Records shown
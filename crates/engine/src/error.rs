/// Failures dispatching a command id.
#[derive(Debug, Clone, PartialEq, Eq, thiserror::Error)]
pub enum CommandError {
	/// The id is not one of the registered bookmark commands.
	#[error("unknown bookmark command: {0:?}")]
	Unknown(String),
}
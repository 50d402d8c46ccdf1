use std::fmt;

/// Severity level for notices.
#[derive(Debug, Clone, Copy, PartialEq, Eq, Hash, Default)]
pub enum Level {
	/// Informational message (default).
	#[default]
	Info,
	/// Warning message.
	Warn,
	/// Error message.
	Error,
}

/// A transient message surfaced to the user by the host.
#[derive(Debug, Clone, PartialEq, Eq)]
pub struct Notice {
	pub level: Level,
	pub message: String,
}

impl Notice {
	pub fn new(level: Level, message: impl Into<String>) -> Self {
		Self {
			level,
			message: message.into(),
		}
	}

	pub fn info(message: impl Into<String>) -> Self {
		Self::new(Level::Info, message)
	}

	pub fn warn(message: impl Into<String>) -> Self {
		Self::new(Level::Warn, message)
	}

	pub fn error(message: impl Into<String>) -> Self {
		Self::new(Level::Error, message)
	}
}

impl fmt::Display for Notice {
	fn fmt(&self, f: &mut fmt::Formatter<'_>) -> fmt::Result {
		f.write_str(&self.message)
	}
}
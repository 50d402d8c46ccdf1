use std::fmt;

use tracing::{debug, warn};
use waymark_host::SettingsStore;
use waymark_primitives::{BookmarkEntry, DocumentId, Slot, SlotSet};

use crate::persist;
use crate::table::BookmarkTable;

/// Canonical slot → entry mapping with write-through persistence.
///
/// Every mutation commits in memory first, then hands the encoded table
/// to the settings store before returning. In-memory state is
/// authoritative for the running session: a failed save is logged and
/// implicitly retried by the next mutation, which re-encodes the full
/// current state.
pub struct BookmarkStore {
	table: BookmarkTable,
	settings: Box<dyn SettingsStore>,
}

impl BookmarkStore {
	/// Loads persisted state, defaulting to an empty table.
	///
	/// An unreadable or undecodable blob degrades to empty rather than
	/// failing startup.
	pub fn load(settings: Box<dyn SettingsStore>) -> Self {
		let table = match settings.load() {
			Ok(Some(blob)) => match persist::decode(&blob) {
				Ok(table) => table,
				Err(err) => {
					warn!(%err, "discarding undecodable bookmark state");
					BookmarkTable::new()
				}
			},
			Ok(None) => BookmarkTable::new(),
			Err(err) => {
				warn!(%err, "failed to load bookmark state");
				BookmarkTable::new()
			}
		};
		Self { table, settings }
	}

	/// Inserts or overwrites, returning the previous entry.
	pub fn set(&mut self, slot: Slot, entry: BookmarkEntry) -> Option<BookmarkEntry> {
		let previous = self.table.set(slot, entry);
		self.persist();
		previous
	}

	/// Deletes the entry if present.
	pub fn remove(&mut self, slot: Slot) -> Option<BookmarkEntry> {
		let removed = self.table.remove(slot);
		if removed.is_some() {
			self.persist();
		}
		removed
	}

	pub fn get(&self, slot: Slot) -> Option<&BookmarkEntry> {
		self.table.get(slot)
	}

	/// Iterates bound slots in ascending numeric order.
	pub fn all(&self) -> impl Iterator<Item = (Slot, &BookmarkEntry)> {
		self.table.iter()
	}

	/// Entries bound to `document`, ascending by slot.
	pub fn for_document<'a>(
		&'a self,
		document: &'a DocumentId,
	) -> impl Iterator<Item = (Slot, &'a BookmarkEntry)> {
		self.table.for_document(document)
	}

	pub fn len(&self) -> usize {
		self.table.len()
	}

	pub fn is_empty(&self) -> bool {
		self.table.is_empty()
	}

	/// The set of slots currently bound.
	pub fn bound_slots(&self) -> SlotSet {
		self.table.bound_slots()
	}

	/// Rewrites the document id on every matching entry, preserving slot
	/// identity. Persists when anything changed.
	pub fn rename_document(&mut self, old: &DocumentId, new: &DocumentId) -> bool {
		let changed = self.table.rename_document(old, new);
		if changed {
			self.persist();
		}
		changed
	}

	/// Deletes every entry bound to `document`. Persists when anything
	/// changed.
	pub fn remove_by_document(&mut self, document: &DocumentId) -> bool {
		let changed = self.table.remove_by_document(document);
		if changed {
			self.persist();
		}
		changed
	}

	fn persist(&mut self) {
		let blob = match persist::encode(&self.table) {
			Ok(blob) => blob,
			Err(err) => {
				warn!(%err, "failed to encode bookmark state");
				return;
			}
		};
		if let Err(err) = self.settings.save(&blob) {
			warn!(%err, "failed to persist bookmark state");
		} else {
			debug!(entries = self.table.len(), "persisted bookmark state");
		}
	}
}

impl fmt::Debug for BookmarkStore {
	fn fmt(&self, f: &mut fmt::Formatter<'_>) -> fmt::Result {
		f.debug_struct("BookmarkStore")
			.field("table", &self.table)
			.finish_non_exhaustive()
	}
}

What to work on
Reproduce the data in full, precisely as given.

Task output
filename crates/engine/src/error.rs
/// Failures dispatching a command id.
#[derive(Debug, Clone, PartialEq, Eq, thiserror::Error)]
pub enum CommandError {
	/// The id is not one of the registered bookmark commands.
	#[error("unknown bookmark command: {0:?}")]
	Unknown(String),
}
repository 50d402d8c46ccdf1
use std::fmt;

/// Severity level for notices.
#[derive(Debug, Clone, Copy, PartialEq, Eq, Hash, Default)]
pub enum Level {
	/// Informational message (default).
	#[default]
	Info,
	/// Warning message.
	Warn,
	/// Error message.
	Error,
}

/// A transient message surfaced to the user by the host.
#[derive(Debug, Clone, PartialEq, Eq)]
pub struct Notice {
	pub level: Level,
	pub message: String,
}

impl Notice {
	pub fn new(level: Level, message: impl Into<String>) -> Self {
		Self {
			level,
			message: message.into(),
		}
	}

	pub fn info(message: impl Into<String>) -> Self {
		Self::new(Level::Info, message)
	}

	pub fn warn(message: impl Into<String>) -> Self {
		Self::new(Level::Warn, message)
	}

	pub fn error(message: impl Into<String>) -> Self {
		Self::new(Level::Error, message)
	}
}

impl fmt::Display for Notice {
	fn fmt(&self, f: &mut fmt::Formatter<'_>) -> fmt::Result {
		f.write_str(&self.message)
	}
}
repository 50d402d8c46ccdf1
use std::fmt;

use tracing::{debug, warn};
use waymark_host::SettingsStore;
use waymark_primitives::{BookmarkEntry, DocumentId, Slot, SlotSet};

use crate::persist;
use crate::table::BookmarkTable;

/// Canonical slot → entry mapping with write-through persistence.
///
/// Every mutation commits in memory first, then hands the encoded table
/// to the settings store before returning. In-memory state is
/// authoritative for the running session: a failed save is logged and
/// implicitly retried by the next mutation, which re-encodes the full
/// current state.
pub struct BookmarkStore {
	table: BookmarkTable,
	settings: Box<dyn SettingsStore>,
}

impl BookmarkStore {
	/// Loads persisted state, defaulting to an empty table.
	///
	/// An unreadable or undecodable blob degrades to empty rather than
	/// failing startup.
	pub fn load(settings: Box<dyn SettingsStore>) -> Self {
		let table = match settings.load() {
			Ok(Some(blob)) => match persist::decode(&blob) {
				Ok(table) => table,
				Err(err) => {
					warn!(%err, "discarding undecodable bookmark state");
					BookmarkTable::new()
				}
			},
			Ok(None) => BookmarkTable::new(),
			Err(err) => {
				warn!(%err, "failed to load bookmark state");
				BookmarkTable::new()
			}
		};
		Self { table, settings }
	}

	/// Inserts or overwrites, returning the previous entry.
	pub fn set(&mut self, slot: Slot, entry: BookmarkEntry) -> Option<BookmarkEntry> {
		let previous = self.table.set(slot, entry);
		self.persist();
		previous
	}

	/// Deletes the entry if present.
	pub fn remove(&mut self, slot: Slot) -> Option<BookmarkEntry> {
		let removed = self.table.remove(slot);
		if removed.is_some() {
			self.persist();
		}
		removed
	}

	pub fn get(&self, slot: Slot) -> Option<&BookmarkEntry> {
		self.table.get(slot)
	}

	/// Iterates bound slots in ascending numeric order.
	pub fn all(&self) -> impl Iterator<Item = (Slot, &BookmarkEntry)> {
		self.table.iter()
	}

	/// Entries bound to `document`, ascending by slot.
	pub fn for_document<'a>(
		&'a self,
		document: &'a DocumentId,
	) -> impl Iterator<Item = (Slot, &'a BookmarkEntry)> {
		self.table.for_document(document)
	}

	pub fn len(&self) -> usize {
		self.table.len()
	}

	pub fn is_empty(&self) -> bool {
		self.table.is_empty()
	}

	/// The set of slots currently bound.
	pub fn bound_slots(&self) -> SlotSet {
		self.table.bound_slots()
	}

	/// Rewrites the document id on every matching entry, preserving slot
	/// identity. Persists when anything changed.
	pub fn rename_document(&mut self, old: &DocumentId, new: &DocumentId) -> bool {
		let changed = self.table.rename_document(old, new);
		if changed {
			self.persist();
		}
		changed
	}

	/// Deletes every entry bound to `document`. Persists when anything
	/// changed.
	pub fn remove_by_document(&mut self, document: &DocumentId) -> bool {
		let changed = self.table.remove_by_document(document);
		if changed {
			self.persist();
		}
		changed
	}

	fn persist(&mut self) {
		let blob = match persist::encode(&self.table) {
			Ok(blob) => blob,
			Err(err) => {
				warn!(%err, "failed to encode bookmark state");
				return;
			}
		};
		if let Err(err) = self.settings.save(&blob) {
			warn!(%err, "failed to persist bookmark state");
		} else {
			debug!(entries = self.table.len(), "persisted bookmark state");
		}
	}
}

impl fmt::Debug for BookmarkStore {
	fn fmt(&self, f: &mut fmt::Formatter<'_>) -> fmt::Result {
		f.debug_struct("BookmarkStore")
			.field("table", &self.table)
			.finish_non_exhaustive()
	}
}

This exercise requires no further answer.